Below is a listing; give only the number of its lines that contain the word "cannot".

##### PROVIDED RECORDS #####

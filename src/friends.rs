//! Friend request lifecycle: create, accept, reject.
//!
//! Acceptance turns a pending request into a symmetric friendship edge in
//! one storage transaction, then notifies both parties if they are
//! reachable.  Notification is strictly per-party: either side being
//! offline never affects the other side or the persisted outcome.

use crate::events::ServerEvent;
use crate::registry::ConnectionRegistry;
use crate::storage::{now_millis, FriendRequestRow, SharedStorage, StorageError};
use crate::{logging, rlog};

#[derive(Debug)]
pub enum FriendError {
    /// A user cannot befriend themselves.
    SelfRequest,
    /// The pair already share a friendship edge.
    AlreadyFriends,
    Storage(StorageError),
}

impl std::fmt::Display for FriendError {
    fn fmt(&self, f: &mut std::fmt::Formatter<'_>) -> std::fmt::Result {
        match self {
            FriendError::SelfRequest => write!(f, "cannot send a friend request to yourself"),
            FriendError::AlreadyFriends => write!(f, "already friends"),
            FriendError::Storage(e) => write!(f, "{e}"),
        }
    }
}

impl std::error::Error for FriendError {}

impl From<StorageError> for FriendError {
    fn from(e: StorageError) -> Self {
        FriendError::Storage(e)
    }
}

#[derive(Clone)]
pub struct FriendRequestCoordinator {
    storage: SharedStorage,
    registry: ConnectionRegistry,
}

impl FriendRequestCoordinator {
    pub fn new(storage: SharedStorage, registry: ConnectionRegistry) -> Self {
        Self { storage, registry }
    }

    /// Persist a friend request and notify each party that resolves to a
    /// live connection.  The record persists whether or not anyone is
    /// online.
    pub async fn send_request(
        &self,
        from: &str,
        to: &str,
    ) -> Result<FriendRequestRow, FriendError> {
        if from == to {
            return Err(FriendError::SelfRequest);
        }
        let request = {
            let storage = self.storage.lock().await;
            if storage.are_friends(from, to)? {
                return Err(FriendError::AlreadyFriends);
            }
            storage.insert_friend_request(from, to, now_millis())?
        };
        rlog!(
            "friends: request {} from {} to {}",
            request.id,
            logging::user_id(from),
            logging::user_id(to)
        );

        self.registry
            .send(
                to,
                ServerEvent::NewFriendRequest {
                    request_id: request.id,
                    from: from.to_string(),
                    message: "New Friend Request Received".to_string(),
                },
            )
            .await;
        self.registry
            .send(
                from,
                ServerEvent::RequestSent {
                    request_id: request.id,
                    message: "Request sent successfully".to_string(),
                },
            )
            .await;
        Ok(request)
    }

    /// Consume a pending request: both friendship edges and the record
    /// deletion commit as one unit, then `request_accepted` goes to each
    /// participant that is online.
    pub async fn accept_request(&self, request_id: i64) -> Result<FriendRequestRow, FriendError> {
        let request = {
            let mut storage = self.storage.lock().await;
            storage.accept_friend_request(request_id, now_millis())?
        };
        rlog!(
            "friends: request {} accepted, {} <-> {}",
            request.id,
            logging::user_id(&request.sender_id),
            logging::user_id(&request.recipient_id)
        );

        for (party, friend) in [
            (&request.sender_id, &request.recipient_id),
            (&request.recipient_id, &request.sender_id),
        ] {
            self.registry
                .send(
                    party,
                    ServerEvent::RequestAccepted {
                        request_id: request.id,
                        friend: friend.clone(),
                        message: "Friend Request Accepted".to_string(),
                    },
                )
                .await;
        }
        Ok(request)
    }

    /// Discard a pending request without creating a friendship.
    pub async fn reject_request(&self, request_id: i64) -> Result<FriendRequestRow, FriendError> {
        let request = {
            let storage = self.storage.lock().await;
            storage.delete_friend_request(request_id)?
        };
        rlog!(
            "friends: request {} from {} rejected",
            request.id,
            logging::user_id(&request.sender_id)
        );
        Ok(request)
    }
}
//! WebSocket wire contract: inbound client events and outbound server events.
//!
//! Every frame is a JSON object tagged by an `event` field.  Inbound events
//! mirror what a chat client emits over its persistent connection; outbound
//! events are either targeted notifications (delivered through the
//! [`ConnectionRegistry`][crate::registry::ConnectionRegistry] to whichever
//! participants are online) or direct replies on the requesting connection.

use serde::{Deserialize, Serialize};

use crate::storage::{ConversationView, MessageRow};

/// Payload kind for a chat message.
#[derive(Debug, Clone, Copy, PartialEq, Eq, Default, Serialize, Deserialize)]
#[serde(rename_all = "snake_case")]
pub enum MessageKind {
    #[default]
    Text,
    Link,
    File,
}

impl MessageKind {
    pub fn as_str(self) -> &'static str {
        match self {
            MessageKind::Text => "text",
            MessageKind::Link => "link",
            MessageKind::File => "file",
        }
    }

    pub fn parse(s: &str) -> Option<Self> {
        match s {
            "text" => Some(MessageKind::Text),
            "link" => Some(MessageKind::Link),
            "file" => Some(MessageKind::File),
            _ => None,
        }
    }
}

/// Client-supplied metadata for a file message.  The upload itself happens
/// out of band; the core only derives a storage key from the original name.
#[derive(Debug, Clone, Serialize, Deserialize)]
pub struct FileMetadata {
    pub name: String,
    #[serde(default)]
    pub size_bytes: Option<u64>,
}

/// Events sent by a connected client.
#[derive(Debug, Clone, Deserialize)]
#[serde(tag = "event", rename_all = "snake_case")]
pub enum ClientEvent {
    /// Offer friendship from `from` to `to`.
    FriendRequest { from: String, to: String },
    /// Accept a pending friend request by record id.
    AcceptRequest { request_id: i64 },
    /// Discard a pending friend request without creating a friendship.
    RejectRequest { request_id: i64 },
    /// List every conversation the user participates in; replied with
    /// [`ServerEvent::DirectConversations`] on the same connection.
    GetDirectConversations { user_id: String },
    /// Find or create the one conversation for this pair; replied with
    /// [`ServerEvent::StartChat`] on the same connection.
    StartConversation { from: String, to: String },
    /// Fetch a conversation's message log; replied with
    /// [`ServerEvent::Messages`] on the same connection.
    GetMessages { conversation_id: i64 },
    /// Append a text or link message and notify both participants.
    TextMessage {
        to: String,
        from: String,
        message: String,
        conversation_id: i64,
        #[serde(rename = "type", default)]
        kind: MessageKind,
    },
    /// Append a file message (storage key derived server-side) and notify
    /// both participants.
    FileMessage {
        to: String,
        from: String,
        file: FileMetadata,
        conversation_id: i64,
    },
    /// Explicit disconnect: mark the user offline and close the socket.
    End { user_id: String },
}

/// Events pushed to live connections.
#[derive(Debug, Clone, Serialize)]
#[serde(tag = "event", rename_all = "snake_case")]
pub enum ServerEvent {
    /// Delivered to the recipient of a freshly created friend request.
    NewFriendRequest {
        request_id: i64,
        from: String,
        message: String,
    },
    /// Acknowledgment delivered to the sender of a friend request.
    RequestSent { request_id: i64, message: String },
    /// Delivered to both parties when a request is accepted.
    RequestAccepted {
        request_id: i64,
        friend: String,
        message: String,
    },
    /// Delivered to both participants after a message is durably appended.
    NewMessage {
        conversation_id: i64,
        message: MessageRow,
    },
    /// Reply to `start_conversation`, for both the found and created cases.
    StartChat { conversation: ConversationView },
    /// Reply to `get_direct_conversations`.
    DirectConversations { conversations: Vec<ConversationView> },
    /// Reply to `get_messages`.
    Messages {
        conversation_id: i64,
        messages: Vec<MessageRow>,
    },
    /// Per-request failure, reported only on the requesting connection.
    Error { message: String },
}
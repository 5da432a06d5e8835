//! Mirrors registry transitions into the user directory.
//!
//! The in-memory registry stays the source of truth for reachability; the
//! directory's `status` and `connection_id` columns are a projection other
//! services read.  Directory writes are best-effort relative to delivery:
//! a failed write is logged and the connection flow continues.

use crate::storage::{PresenceStatus, SharedStorage};
use crate::{logging, rlog};

#[derive(Clone)]
pub struct PresenceTracker {
    storage: SharedStorage,
}

impl PresenceTracker {
    pub fn new(storage: SharedStorage) -> Self {
        Self { storage }
    }

    /// `Offline -> Online` on register.
    pub async fn went_online(&self, user_id: &str, conn_id: u64) {
        let result = {
            let storage = self.storage.lock().await;
            storage.set_presence(user_id, PresenceStatus::Online, Some(conn_id as i64))
        };
        match result {
            Ok(()) => rlog!("presence: {} online", logging::user_id(user_id)),
            Err(e) => rlog!(
                "presence: failed to mark {} online: {e}",
                logging::user_id(user_id)
            ),
        }
    }

    /// `Online -> Offline` on explicit disconnect or dead-connection
    /// detection.
    pub async fn went_offline(&self, user_id: &str) {
        let result = {
            let storage = self.storage.lock().await;
            storage.set_presence(user_id, PresenceStatus::Offline, None)
        };
        match result {
            Ok(()) => rlog!("presence: {} offline", logging::user_id(user_id)),
            Err(e) => rlog!(
                "presence: failed to mark {} offline: {e}",
                logging::user_id(user_id)
            ),
        }
    }
}
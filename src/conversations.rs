//! Conversation lookup and creation for unordered participant pairs.
//!
//! The "one conversation per pair" invariant lives in the store (UNIQUE
//! pair key), so two participants racing to start the same conversation
//! both converge on the row the insert race produced.

use crate::storage::{now_millis, ConversationView, SharedStorage, StorageError};
use crate::{logging, rlog};

#[derive(Debug)]
pub enum ConversationError {
    /// A conversation needs two distinct participants.
    SameParticipants,
    Storage(StorageError),
}

impl std::fmt::Display for ConversationError {
    fn fmt(&self, f: &mut std::fmt::Formatter<'_>) -> std::fmt::Result {
        match self {
            ConversationError::SameParticipants => {
                write!(f, "a conversation needs two distinct participants")
            }
            ConversationError::Storage(e) => write!(f, "{e}"),
        }
    }
}

impl std::error::Error for ConversationError {}

impl From<StorageError> for ConversationError {
    fn from(e: StorageError) -> Self {
        ConversationError::Storage(e)
    }
}

#[derive(Clone)]
pub struct ConversationManager {
    storage: SharedStorage,
}

impl ConversationManager {
    pub fn new(storage: SharedStorage) -> Self {
        Self { storage }
    }

    /// Return the one conversation for this unordered pair, creating it if
    /// needed.  Order-independent: `(a, b)` and `(b, a)` land on the same
    /// row.  The bool reports whether this call created it.
    pub async fn find_or_create(
        &self,
        a: &str,
        b: &str,
    ) -> Result<(ConversationView, bool), ConversationError> {
        if a == b {
            return Err(ConversationError::SameParticipants);
        }
        let (view, created) = {
            let storage = self.storage.lock().await;
            let (row, created) = storage.find_or_create_conversation(a, b, now_millis())?;
            (storage.conversation_view(&row)?, created)
        };
        if created {
            rlog!(
                "conversations: created {} for {} and {}",
                logging::conv_id(view.id),
                logging::user_id(a),
                logging::user_id(b)
            );
        }
        Ok((view, created))
    }

    /// Every conversation the user participates in, with both participants
    /// resolved to display projections.  Read enrichment only.
    pub async fn list_for_user(
        &self,
        user_id: &str,
    ) -> Result<Vec<ConversationView>, ConversationError> {
        let storage = self.storage.lock().await;
        Ok(storage.conversations_for_user(user_id)?)
    }
}
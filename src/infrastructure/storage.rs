use crate::config::ScanConfig;
use crate::services::storage::TempStorage;
use anyhow::Context;
use std::sync::Arc;
use tracing::info;

pub async fn setup_storage(config: &ScanConfig) -> anyhow::Result<Arc<TempStorage>> {
    tokio::fs::create_dir_all(&config.upload_dir)
        .await
        .with_context(|| {
            format!(
                "failed to create upload directory {}",
                config.upload_dir.display()
            )
        })?;

    info!("📂 Upload directory: {}", config.upload_dir.display());

    Ok(Arc::new(TempStorage::new(config.upload_dir.clone())))
}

#####

**RESPONSE TO THE EXERCISE**
2